# Brand New to Machining



## J.R.M (Nov 19, 2020)

Good Mornin',
I'm just getting into machining as a hobbyist. My grandfather has a smithy 3-in-1 that he's had for a long time and never really messed with it so he doesn't know much about it or how to use it Not sure what tooling he has for it so here are a few questions I did not see quite addressed in a few of the beginner threads I read through. What would be some staple tooling to acquire? Things like end mills and what not. I'd like to do a small project on it to get my feet wet. I'm going to make a small anvil from a piece of railroad track and I'd like to mill the top to get it nice and flat. If I missed some threads that address this I apologize, please direct me towards them. Like I said, I'm brand new to the machining world so forgive any ignorance, as the old proverb goes "A journey of a thousand miles starts with one step." Thanks, folks.
-J.R


----------



## BGHansen (Nov 19, 2020)

Welcome to the forum!  I don't have that type of machine so won't add anything other than a link (below) to the Smithy forum home page here.   You should find lots of info there!  Again, welcome!

Bruce










						SMITHY & OTHER 3-IN-1 MACHINES
					

Combination Mill/Drill/Turn with these machines




					www.hobby-machinist.com


----------



## DavidR8 (Nov 19, 2020)

Welcome to the forum!
You'll find the folks here are very supportive and willing to help us newbies.


----------



## benmychree (Nov 19, 2020)

Lots of luck trying to machine RR Track, it can be quite hard and tough.


----------



## J.R.M (Nov 19, 2020)

BGHansen said:


> Welcome to the forum!  I don't have that type of machine so won't add anything other than a link (below) to the Smithy forum home page here.   You should find lots of info there!  Again, welcome!
> 
> Bruce
> 
> ...


----------



## J.R.M (Nov 19, 2020)

benmychree said:


> Lots of luck trying to machine RR Track, it can be quite hard and tough.

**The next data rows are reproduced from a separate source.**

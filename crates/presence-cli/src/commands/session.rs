//! Session lifecycle commands: start, heartbeat and end.

use std::io::Write;

use anyhow::Result;
use presence_core::{
    Actor, EndOutcome, HeartbeatOutcome, SessionContext, SessionStore, end_session, heartbeat,
    start_session,
};

use super::report::format_duration;

/// Starts a session and prints its id.
pub fn start<W: Write, S: SessionStore + ?Sized>(
    writer: &mut W,
    store: &mut S,
    actor: &Actor,
    context: &SessionContext,
) -> Result<String> {
    let session_id = start_session(store, actor, context)?;
    writeln!(writer, "{session_id}")?;
    Ok(session_id)
}

/// Sends one heartbeat. Failures are reported in the log, not as an error.
pub fn beat<S: SessionStore + ?Sized>(store: &mut S, session_id: &str) -> HeartbeatOutcome {
    let outcome = heartbeat(store, session_id);
    tracing::debug!(session_id, ?outcome, "heartbeat");
    outcome
}

/// Describes an end outcome for humans.
pub fn describe_end(outcome: &EndOutcome) -> String {
    match outcome {
        EndOutcome::Closed { duration_seconds } => {
            format!("Session ended after {}.", format_duration(*duration_seconds))
        }
        EndOutcome::AlreadyClosed {
            duration_seconds: Some(duration_seconds),
        } => format!(
            "Session was already ended after {}.",
            format_duration(*duration_seconds)
        ),
        EndOutcome::AlreadyClosed {
            duration_seconds: None,
        } => "Session was already ended.".to_string(),
        EndOutcome::Skipped => "No session id given.".to_string(),
        EndOutcome::NotFound => "Session not found.".to_string(),
        EndOutcome::Failed => "Session could not be ended; see log for details.".to_string(),
    }
}

/// Ends a session and prints the outcome.
pub fn end<W: Write, S: SessionStore + ?Sized>(
    writer: &mut W,
    store: &mut S,
    session_id: &str,
    json: bool,
) -> Result<EndOutcome> {
    let outcome = end_session(store, session_id);
    if json {
        writeln!(writer, "{}", serde_json::to_string(&outcome)?)?;
    } else {
        writeln!(writer, "{}", describe_end(&outcome))?;
    }
    Ok(outcome)
}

So I've heard as well but I've seen it done on youtube. That means absolutely nothing to a newbie like myself, for all I know the folks I watched had some very expensive, high quality tools that enabled them to machine something like that.


----------



## T Bredehoft (Nov 19, 2020)

Be aware that your 3 in 1 is a light machine, won't take the cuts that a Bridgeport or larger will take. You might find you have to face the top of your 'anvil' with a 1/4" or 3/8" diameter cutter.  And, unless you have a really serious piece of track, your anvil will only be good for jewelry work, it won't be heavy enough to  beat on.


----------



## bill70j (Nov 19, 2020)

J.R.:
Welcome to the Forum! - we look forward to seeing posts from you as you learn your machine, to include lots of pics, of course.

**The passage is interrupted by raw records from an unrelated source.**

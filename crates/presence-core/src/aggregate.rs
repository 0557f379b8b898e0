//! Time spent per actor over a range of calendar days.

use std::collections::HashMap;

use chrono::{DateTime, Duration, Local, LocalResult, NaiveDate, NaiveTime, TimeZone, Utc};
use serde::Serialize;

use crate::error::SessionError;
use crate::session::Session;
use crate::store::SessionStore;

/// An inclusive range of calendar days.
#[derive(Debug, Clone, Copy, PartialEq, Eq, Serialize)]
pub struct DateRange {
    pub start: NaiveDate,
    pub end: NaiveDate,
}

impl DateRange {
    pub const fn new(start: NaiveDate, end: NaiveDate) -> Self {
        Self { start, end }
    }

    /// A range covering a single day.
    pub const fn day(date: NaiveDate) -> Self {
        Self::new(date, date)
    }

    /// Returns `[start 00:00, end + 1 day 00:00)` in `tz`, converted to UTC.
    ///
    /// `None` when `start` is after `end`.
    pub fn bounds_in<Tz: TimeZone>(&self, tz: &Tz) -> Option<(DateTime<Utc>, DateTime<Utc>)> {
        if self.start > self.end {
            return None;
        }
        let after_end = self.end.succ_opt()?;
        Some((midnight_utc(tz, self.start), midnight_utc(tz, after_end)))
    }
}

/// Converts midnight of `date` in `tz` to UTC.
/// Ambiguous midnights (DST fall-back) resolve to the earlier instant.
fn midnight_utc<Tz: TimeZone>(tz: &Tz, date: NaiveDate) -> DateTime<Utc> {
    let midnight = date.and_time(NaiveTime::MIN);
    match tz.from_local_datetime(&midnight) {
        LocalResult::Single(dt) | LocalResult::Ambiguous(dt, _) => dt.with_timezone(&Utc),
        LocalResult::None => {
            // Midnight fell into a spring-forward gap; 1am exists.
            let one_am = midnight + Duration::hours(1);
            tz.from_local_datetime(&one_am)
                .earliest()
                .map_or_else(|| Utc.from_utc_datetime(&midnight), |dt| dt.with_timezone(&Utc))
        }
    }
}

/// Time spent by one actor.
#[derive(Debug, Clone, PartialEq, Eq, Serialize)]
pub struct ActorTotal {
    pub actor_email: String,
    pub actor_name: Option<String>,
    pub total_seconds: i64,
    pub session_count: usize,
}

/// Aggregated time for a range.
///
/// `total_seconds` always equals the sum of `per_actor[*].total_seconds`.
#[derive(Debug, Clone, Default, PartialEq, Eq, Serialize)]
pub struct TimeSummary {
    pub per_actor: Vec<ActorTotal>,
    pub total_seconds: i64,
}

impl TimeSummary {
    pub fn is_empty(&self) -> bool {
        self.per_actor.is_empty()
    }

    pub fn session_count(&self) -> usize {
        self.per_actor.iter().map(|a| a.session_count).sum()
    }
}

/// Aggregates closed sessions in the local time zone, degrading to an empty
/// summary if the store fails.
pub fn aggregate<S: SessionStore + ?Sized>(
    store: &S,
    range: DateRange,
    actor_filter: Option<&str>,
) -> TimeSummary {
    aggregate_in(store, range, actor_filter, &Local)
}

/// Like [`aggregate`], with day boundaries taken in `tz`.
pub fn aggregate_in<S: SessionStore + ?Sized, Tz: TimeZone>(
    store: &S,
    range: DateRange,
    actor_filter: Option<&str>,
    tz: &Tz,
) -> TimeSummary {
    try_aggregate_in(store, range, actor_filter, tz).unwrap_or_else(|err| {
        tracing::warn!(error = %err, "time aggregation query failed");
        TimeSummary::default()
    })
}

/// Aggregates closed sessions in the local time zone, surfacing store errors.
pub fn try_aggregate<S: SessionStore + ?Sized>(
    store: &S,
    range: DateRange,
    actor_filter: Option<&str>,
) -> Result<TimeSummary, SessionError> {
    try_aggregate_in(store, range, actor_filter, &Local)
}

/// Sums durations of closed sessions whose login falls in `range`, per actor.
pub fn try_aggregate_in<S: SessionStore + ?Sized, Tz: TimeZone>(
    store: &S,
    range: DateRange,
    actor_filter: Option<&str>,
    tz: &Tz,
) -> Result<TimeSummary, SessionError> {
    let Some((start, end)) = range.bounds_in(tz) else {
        return Ok(TimeSummary::default());
    };
    let sessions = store.query_by_login_range(start, end, actor_filter)?;
    let matching = sessions.iter().filter(|s| {
        s.login_time >= start
            && s.login_time < end
            && actor_filter.is_none_or(|email| s.actor_email == email)
    });
    Ok(summarize(matching))
}

/// Folds sessions into per-actor totals. Open sessions are skipped.
pub fn summarize<'a>(sessions: impl IntoIterator<Item = &'a Session>) -> TimeSummary {
    struct Group<'a> {
        total_seconds: i64,
        session_count: usize,
        named_at: Option<(DateTime<Utc>, &'a str)>,
    }

    let mut groups: HashMap<&str, Group<'_>> = HashMap::new();
    for session in sessions {
        let Some(duration) = session.duration_seconds else {
            continue;
        };
        let group = groups
            .entry(session.actor_email.as_str())
            .or_insert(Group {
                total_seconds: 0,
                session_count: 0,
                named_at: None,
            });
        group.total_seconds += duration;
        group.session_count += 1;
        if let Some(name) = session.actor_name.as_deref().filter(|n| !n.is_empty()) {
            if group
                .named_at
                .is_none_or(|(seen_at, _)| session.login_time > seen_at)
            {
                group.named_at = Some((session.login_time, name));
            }
        }
    }

    let mut per_actor: Vec<ActorTotal> = groups
        .into_iter()
        .map(|(email, group)| ActorTotal {
            actor_email: email.to_string(),
            actor_name: group.named_at.map(|(_, name)| name.to_string()),
            total_seconds: group.total_seconds,
            session_count: group.session_count,
        })
        .collect();
    per_actor.sort_by(|a, b| {
        b.total_seconds
            .cmp(&a.total_seconds)
            .then_with(|| a.actor_email.cmp(&b.actor_email))
    });
    let total_seconds = per_actor.iter().map(|a| a.total_seconds).sum();

    TimeSummary {
        per_actor,
        total_seconds,
    }
}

I am a Smithy Granite Classic 1324 owner and have had the machine for about 15 years, so might be able to answer questions specific to a 3-in-1 machine, especially if it's a Granite.

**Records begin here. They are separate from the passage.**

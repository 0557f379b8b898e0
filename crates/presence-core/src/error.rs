use thiserror::Error;

/// Boxed error from a store backend.
pub type BoxError = Box<dyn std::error::Error + Send + Sync>;

/// Errors raised by session operations and store adapters.
#[derive(Debug, Error)]
pub enum SessionError {
    /// Store unreachable, rejected write, or malformed response.
    #[error("persistence error: {0}")]
    Persistence(#[source] BoxError),
    /// The operation addressed a session the store does not know about.
    #[error("session not found: {0}")]
    NotFound(String),
    /// A session cannot be started without an identity key.
    #[error("actor email must not be empty")]
    InvalidActor,
}

impl SessionError {
    pub fn persistence(err: impl Into<BoxError>) -> Self {
        Self::Persistence(err.into())
    }
}
//! Session records and the values used to create and patch them.

use chrono::{DateTime, Duration, Utc};
use serde::{Deserialize, Serialize};

/// The authenticated identity a session belongs to.
#[derive(Debug, Clone, PartialEq, Eq, Serialize, Deserialize)]
pub struct Actor {
    /// Identity key.
    pub email: String,
    pub name: Option<String>,
    pub role: Option<String>,
}

impl Actor {
    pub fn new(email: impl Into<String>) -> Self {
        Self {
            email: email.into(),
            name: None,
            role: None,
        }
    }

    #[must_use]
    pub fn with_name(mut self, name: impl Into<String>) -> Self {
        self.name = Some(name.into());
        self
    }

    #[must_use]
    pub fn with_role(mut self, role: impl Into<String>) -> Self {
        self.role = Some(role.into());
        self
    }
}

/// Free-form context captured when a session starts.
#[derive(Debug, Clone, Default, PartialEq, Eq, Serialize, Deserialize)]
pub struct SessionContext {
    pub page: Option<String>,
    pub user_agent: Option<String>,
}

/// One login episode for an actor.
#[derive(Debug, Clone, PartialEq, Eq, Serialize, Deserialize)]
pub struct Session {
    pub session_id: String,
    pub actor_email: String,
    pub actor_name: Option<String>,
    pub actor_role: Option<String>,
    pub login_time: DateTime<Utc>,
    /// Refreshed by heartbeats; never earlier than `login_time`.
    pub last_seen: DateTime<Utc>,
    /// `None` while the session is open.
    pub logout_time: Option<DateTime<Utc>>,
    /// Set together with `logout_time`, never on its own.
    pub duration_seconds: Option<i64>,
    pub page: Option<String>,
    pub user_agent: Option<String>,
}

impl Session {
    /// Builds a freshly opened session with `login_time = last_seen = now`.
    pub fn open(
        session_id: impl Into<String>,
        actor: &Actor,
        context: &SessionContext,
        now: DateTime<Utc>,
    ) -> Self {
        Self {
            session_id: session_id.into(),
            actor_email: actor.email.clone(),
            actor_name: actor.name.clone(),
            actor_role: actor.role.clone(),
            login_time: now,
            last_seen: now,
            logout_time: None,
            duration_seconds: None,
            page: context.page.clone(),
            user_agent: context.user_agent.clone(),
        }
    }

    pub const fn is_open(&self) -> bool {
        self.logout_time.is_none()
    }

    /// Applies a patch the way a store does: only open sessions change.
    ///
    /// Returns `false` when the session was already closed.
    pub fn apply(&mut self, patch: &SessionPatch) -> bool {
        if !self.is_open() {
            return false;
        }
        match *patch {
            SessionPatch::Heartbeat { last_seen } => {
                self.last_seen = self.last_seen.max(last_seen);
            }
            SessionPatch::Close {
                logout_time,
                duration_seconds,
            } => {
                self.logout_time = Some(logout_time);
                self.duration_seconds = Some(duration_seconds);
            }
        }
        true
    }
}

/// A partial update addressed to one session.
#[derive(Debug, Clone, Copy, PartialEq, Eq)]
pub enum SessionPatch {
    /// Refresh `last_seen`. Stores keep the later of the stored and new value.
    Heartbeat { last_seen: DateTime<Utc> },
    /// Finalize the session. Both fields are written in one update.
    Close {
        logout_time: DateTime<Utc>,
        duration_seconds: i64,
    },
}

impl SessionPatch {
    /// Builds the close patch for a session that logged in at `login_time`.
    pub fn close(login_time: DateTime<Utc>, logout_time: DateTime<Utc>) -> Self {
        Self::Close {
            logout_time,
            duration_seconds: elapsed_seconds(login_time, logout_time),
        }
    }
}

/// Whole seconds between two instants, floored and clamped at zero.
pub fn elapsed_seconds(from: DateTime<Utc>, to: DateTime<Utc>) -> i64 {
    to.signed_duration_since(from).num_seconds().max(0)
}

/// The instant `seconds` before `now`.
///
/// Negative windows count as zero. Windows reaching past the earliest
/// representable instant saturate to it, so they cover every timestamp.
pub fn window_start(now: DateTime<Utc>, seconds: i64) -> DateTime<Utc> {
    Duration::try_seconds(seconds.max(0))
        .and_then(|window| now.checked_sub_signed(window))
        .unwrap_or(DateTime::<Utc>::MIN_UTC)
}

A good place to start for tooling ideas, is to go to their website and take a look at the starter tooling sets they include with their machines.  For the mill, that might include:

R-8 tooling for the mill spindle including a 3/8" end mill adapter, three or four 5C collets, drill chuck, set of center cutting HSS end mills, 3-piece fly-cutter set, and some HSS lathe bit blanks, and a good set of drill bits
4 or 6-inch vise, preferably a 6 inch Ang-Loc type.  I wouldn't bother with a swivel base.
3/8" clamping set
And for the Lathe:

Three jaw chuck
MT3 live center, MT3 drill chuck, and MT3-MT3 extension for the tailstock
3/8 or 1/2 inch HSS blanks for grinding tool bits
Set of 1/2 inch RH/LH braze-on carbide bits
The above should get you started, including having a go at your anvil idea.  I am assuming you have the typical required measuring devices, and a bench grinder for grinding your bits.

You will hear horror stories about the inadequacies of a 3-in-1 machine, especially the mill -- many times by those who have never used one.  But like any other machine, it's a matter of learning its limits.

HTH,  Bill


----------



## NortonDommi (Nov 19, 2020)

Welcome.
  Concerning your anvil project you would be better off polishing the top with a flap disk, particularly if it is used rail.  The top does not have to be 100% flat just mostly flat and clean. Only the heel and one side need to be square.  An anvil has a hard skin and used rail is good as the top is hard especially if it has had trains run over it for a few years.
Shaping the horn can be done with an angle grinder and a variety of disks.


----------



## markba633csi (Nov 19, 2020)

JR: You may feel like you've gone a thousand miles by the time you finish with your piece of track- If you finish.  These machines are not really up to those types of tasks, but for smaller projects they can be useful.  They are light, wiggly and the backlash will drive you crazy and break tools.
NortonDomini has good advice in post #9 
-Mark


----------